• Activity
Could you work out how many lines in the material below hold the word "title"? Give only the number in reply.

• Provided material
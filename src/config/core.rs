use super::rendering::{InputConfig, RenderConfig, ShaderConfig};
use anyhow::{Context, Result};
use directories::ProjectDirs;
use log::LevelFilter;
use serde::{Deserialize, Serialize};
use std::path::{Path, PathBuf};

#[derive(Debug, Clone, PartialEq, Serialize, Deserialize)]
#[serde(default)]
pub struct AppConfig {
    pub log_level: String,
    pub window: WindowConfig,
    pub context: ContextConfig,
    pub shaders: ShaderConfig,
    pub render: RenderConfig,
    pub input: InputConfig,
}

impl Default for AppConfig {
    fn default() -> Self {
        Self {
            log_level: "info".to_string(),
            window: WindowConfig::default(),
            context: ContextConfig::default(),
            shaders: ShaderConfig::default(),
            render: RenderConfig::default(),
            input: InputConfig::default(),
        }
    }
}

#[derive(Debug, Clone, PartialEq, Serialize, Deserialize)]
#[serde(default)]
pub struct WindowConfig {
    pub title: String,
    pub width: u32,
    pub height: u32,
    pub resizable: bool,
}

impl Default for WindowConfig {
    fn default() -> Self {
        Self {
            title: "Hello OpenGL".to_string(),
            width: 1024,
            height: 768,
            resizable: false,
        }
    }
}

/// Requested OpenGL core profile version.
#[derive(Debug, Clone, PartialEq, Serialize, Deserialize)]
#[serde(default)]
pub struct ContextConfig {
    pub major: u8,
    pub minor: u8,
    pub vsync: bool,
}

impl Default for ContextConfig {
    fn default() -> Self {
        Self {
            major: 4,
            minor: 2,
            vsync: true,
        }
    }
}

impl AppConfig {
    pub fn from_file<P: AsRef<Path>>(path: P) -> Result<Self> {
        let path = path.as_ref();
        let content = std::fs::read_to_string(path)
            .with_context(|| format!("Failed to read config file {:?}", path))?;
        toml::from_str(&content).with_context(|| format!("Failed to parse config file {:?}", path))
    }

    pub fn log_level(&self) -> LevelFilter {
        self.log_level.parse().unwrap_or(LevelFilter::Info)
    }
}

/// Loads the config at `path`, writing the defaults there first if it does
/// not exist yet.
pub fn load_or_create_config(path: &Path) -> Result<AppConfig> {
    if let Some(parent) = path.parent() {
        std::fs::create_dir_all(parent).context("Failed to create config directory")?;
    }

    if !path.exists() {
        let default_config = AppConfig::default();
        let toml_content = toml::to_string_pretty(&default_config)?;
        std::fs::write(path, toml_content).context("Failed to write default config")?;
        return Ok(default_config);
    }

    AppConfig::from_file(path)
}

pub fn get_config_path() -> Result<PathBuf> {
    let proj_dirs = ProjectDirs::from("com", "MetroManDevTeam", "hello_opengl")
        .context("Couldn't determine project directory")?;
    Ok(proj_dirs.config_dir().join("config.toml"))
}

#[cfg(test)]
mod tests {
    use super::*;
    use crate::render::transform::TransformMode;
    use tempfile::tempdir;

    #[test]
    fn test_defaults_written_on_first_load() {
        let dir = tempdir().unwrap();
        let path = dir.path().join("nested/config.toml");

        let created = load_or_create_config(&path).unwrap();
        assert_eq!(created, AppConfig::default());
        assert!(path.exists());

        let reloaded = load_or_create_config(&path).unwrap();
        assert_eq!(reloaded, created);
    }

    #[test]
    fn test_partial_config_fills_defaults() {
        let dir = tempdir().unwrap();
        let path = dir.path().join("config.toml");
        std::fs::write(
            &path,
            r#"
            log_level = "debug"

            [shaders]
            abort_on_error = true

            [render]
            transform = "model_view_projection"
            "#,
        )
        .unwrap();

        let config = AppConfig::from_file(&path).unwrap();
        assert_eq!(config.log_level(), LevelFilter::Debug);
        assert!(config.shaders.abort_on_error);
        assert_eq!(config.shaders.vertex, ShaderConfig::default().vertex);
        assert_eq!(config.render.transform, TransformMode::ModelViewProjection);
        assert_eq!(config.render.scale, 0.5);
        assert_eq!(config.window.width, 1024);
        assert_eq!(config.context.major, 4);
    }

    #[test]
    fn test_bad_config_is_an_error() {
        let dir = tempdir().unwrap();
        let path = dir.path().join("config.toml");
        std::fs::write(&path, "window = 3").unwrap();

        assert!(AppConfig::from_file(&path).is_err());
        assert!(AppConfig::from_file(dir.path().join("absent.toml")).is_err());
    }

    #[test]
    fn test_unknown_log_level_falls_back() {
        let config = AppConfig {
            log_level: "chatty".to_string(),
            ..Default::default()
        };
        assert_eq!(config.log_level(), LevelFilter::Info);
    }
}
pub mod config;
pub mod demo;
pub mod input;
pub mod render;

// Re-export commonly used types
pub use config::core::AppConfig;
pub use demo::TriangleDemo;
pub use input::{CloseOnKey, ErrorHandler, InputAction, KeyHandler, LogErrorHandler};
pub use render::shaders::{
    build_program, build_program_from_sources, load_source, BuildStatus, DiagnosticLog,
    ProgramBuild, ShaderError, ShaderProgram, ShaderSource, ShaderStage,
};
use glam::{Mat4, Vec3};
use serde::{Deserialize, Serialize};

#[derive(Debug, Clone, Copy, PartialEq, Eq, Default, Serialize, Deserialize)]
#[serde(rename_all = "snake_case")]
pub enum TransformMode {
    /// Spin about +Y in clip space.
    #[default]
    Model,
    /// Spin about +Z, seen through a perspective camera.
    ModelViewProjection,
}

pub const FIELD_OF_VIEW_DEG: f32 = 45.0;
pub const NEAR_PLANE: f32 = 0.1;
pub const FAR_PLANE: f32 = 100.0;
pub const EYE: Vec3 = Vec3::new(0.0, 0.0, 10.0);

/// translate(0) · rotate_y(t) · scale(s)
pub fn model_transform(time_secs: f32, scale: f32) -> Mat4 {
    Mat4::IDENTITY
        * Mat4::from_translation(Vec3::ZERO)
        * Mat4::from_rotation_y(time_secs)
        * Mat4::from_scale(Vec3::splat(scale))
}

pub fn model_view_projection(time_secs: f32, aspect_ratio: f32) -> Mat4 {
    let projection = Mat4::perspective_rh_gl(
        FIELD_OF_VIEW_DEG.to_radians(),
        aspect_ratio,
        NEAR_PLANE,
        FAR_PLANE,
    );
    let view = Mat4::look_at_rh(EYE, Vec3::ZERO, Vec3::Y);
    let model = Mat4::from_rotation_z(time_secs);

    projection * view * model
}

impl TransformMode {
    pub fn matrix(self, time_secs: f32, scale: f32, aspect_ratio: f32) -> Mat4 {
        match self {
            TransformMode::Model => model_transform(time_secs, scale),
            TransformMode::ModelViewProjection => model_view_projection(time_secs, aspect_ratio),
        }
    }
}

• Completed task
2